▸ **Task to carry out**
From the first line to the last, transcribe the data exactly.

+++ Supplied information +++

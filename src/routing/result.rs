//! Match outcomes.

use std::collections::BTreeSet;
use std::sync::Arc;

use crate::routing::alias::Alias;
use crate::routing::route::{Route, RouteArgument};

/// Outcome of routing a request.
#[derive(Debug, Clone)]
pub enum RouterResult {
    /// A route matched path and method.
    Route(RouteMatch),
    /// An alias applies; redirect to its canonical path.
    Alias(Arc<Alias>),
    /// The path matched, but no route allows the method.
    MethodNotAllowed(BTreeSet<String>),
    /// Nothing matched the path.
    Empty,
}

impl RouterResult {
    pub fn is_empty(&self) -> bool {
        matches!(self, RouterResult::Empty)
    }

    pub fn route(&self) -> Option<&RouteMatch> {
        match self {
            RouterResult::Route(matched) => Some(matched),
            _ => None,
        }
    }

    pub fn alias(&self) -> Option<&Alias> {
        match self {
            RouterResult::Alias(alias) => Some(alias),
            _ => None,
        }
    }

    /// Methods to advertise in an `Allow` header.
    pub fn allowed_methods(&self) -> Option<&BTreeSet<String>> {
        match self {
            RouterResult::MethodNotAllowed(methods) => Some(methods),
            _ => None,
        }
    }

    /// Short label for logs and metrics.
    pub fn outcome(&self) -> &'static str {
        match self {
            RouterResult::Route(_) => "route",
            RouterResult::Alias(_) => "alias",
            RouterResult::MethodNotAllowed(_) => "method_not_allowed",
            RouterResult::Empty => "empty",
        }
    }
}

/// A matched route with its bound arguments.
#[derive(Debug, Clone)]
pub struct RouteMatch {
    route: Arc<Route>,
    arguments: Vec<(String, RouteArgument)>,
    dynamic_arguments: Vec<String>,
}

impl RouteMatch {
    /// Bind placeholder values (template order) and merge the route's
    /// predefined arguments for names the path did not bind.
    pub(crate) fn new(route: Arc<Route>, values: Vec<&str>, dynamic_arguments: Vec<String>) -> Self {
        let mut arguments: Vec<(String, RouteArgument)> = route
            .template()
            .placeholders()
            .zip(values)
            .map(|(name, value)| (name.to_string(), RouteArgument::scalar(value)))
            .collect();

        for (name, argument) in route.predefined_arguments() {
            if !arguments.iter().any(|(bound, _)| bound == name) {
                arguments.push((name.clone(), argument.clone()));
            }
        }

        Self {
            route,
            arguments,
            dynamic_arguments,
        }
    }

    pub fn route(&self) -> &Arc<Route> {
        &self.route
    }

    /// Path values in template order, then predefined arguments.
    pub fn arguments(&self) -> &[(String, RouteArgument)] {
        &self.arguments
    }

    pub fn argument(&self, name: &str) -> Option<&RouteArgument> {
        self.arguments
            .iter()
            .find(|(bound, _)| bound == name)
            .map(|(_, argument)| argument)
    }

    /// Literal value of an argument; `None` for unknown or deferred arguments.
    pub fn value(&self, name: &str) -> Option<&str> {
        self.argument(name).and_then(RouteArgument::as_scalar)
    }

    /// Surplus segments absorbed by a dynamic route.
    pub fn dynamic_arguments(&self) -> &[String] {
        &self.dynamic_arguments
    }
}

+++

▸ **Answer below**
filename src/routing/result.rs
//! Match outcomes.

use std::collections::BTreeSet;
use std::sync::Arc;

use crate::routing::alias::Alias;
use crate::routing::route::{Route, RouteArgument};

/// Outcome of routing a request.
#[derive(Debug, Clone)]
pub enum RouterResult {
    /// A route matched path and method.
    Route(RouteMatch),
    /// An alias applies; redirect to its canonical path.
    Alias(Arc<Alias>),
    /// The path matched, but no route allows the method.
    MethodNotAllowed(BTreeSet<String>),
    /// Nothing matched the path.
    Empty,
}

impl RouterResult {
    pub fn is_empty(&self) -> bool {
        matches!(self, RouterResult::Empty)
    }

    pub fn route(&self) -> Option<&RouteMatch> {
        match self {
            RouterResult::Route(matched) => Some(matched),
            _ => None,
        }
    }

    pub fn alias(&self) -> Option<&Alias> {
        match self {
            RouterResult::Alias(alias) => Some(alias),
            _ => None,
        }
    }

    /// Methods to advertise in an `Allow` header.
    pub fn allowed_methods(&self) -> Option<&BTreeSet<String>> {
        match self {
            RouterResult::MethodNotAllowed(methods) => Some(methods),
            _ => None,
        }
    }

    /// Short label for logs and metrics.
    pub fn outcome(&self) -> &'static str {
        match self {
            RouterResult::Route(_) => "route",
            RouterResult::Alias(_) => "alias",
            RouterResult::MethodNotAllowed(_) => "method_not_allowed",
            RouterResult::Empty => "empty",
        }
    }
}

/// A matched route with its bound arguments.
#[derive(Debug, Clone)]
pub struct RouteMatch {
    route: Arc<Route>,
    arguments: Vec<(String, RouteArgument)>,
    dynamic_arguments: Vec<String>,
}

impl RouteMatch {
    /// Bind placeholder values (template order) and merge the route's
    /// predefined arguments for names the path did not bind.
    pub(crate) fn new(route: Arc<Route>, values: Vec<&str>, dynamic_arguments: Vec<String>) -> Self {
        let mut arguments: Vec<(String, RouteArgument)> = route
            .template()
            .placeholders()
            .zip(values)
            .map(|(name, value)| (name.to_string(), RouteArgument::scalar(value)))
            .collect();

        for (name, argument) in route.predefined_arguments() {
            if !arguments.iter().any(|(bound, _)| bound == name) {
                arguments.push((name.clone(), argument.clone()));
            }
        }

        Self {
            route,
            arguments,
            dynamic_arguments,
        }
    }

    pub fn route(&self) -> &Arc<Route> {
        &self.route
    }

    /// Path values in template order, then predefined arguments.
    pub fn arguments(&self) -> &[(String, RouteArgument)] {
        &self.arguments
    }

    pub fn argument(&self, name: &str) -> Option<&RouteArgument> {
        self.arguments
            .iter()
            .find(|(bound, _)| bound == name)
            .map(|(_, argument)| argument)
    }

    /// Literal value of an argument; `None` for unknown or deferred arguments.
    pub fn value(&self, name: &str) -> Option<&str> {
        self.argument(name).and_then(RouteArgument::as_scalar)
    }

    /// Surplus segments absorbed by a dynamic route.
    pub fn dynamic_arguments(&self) -> &[String] {
        &self.dynamic_arguments
    }
}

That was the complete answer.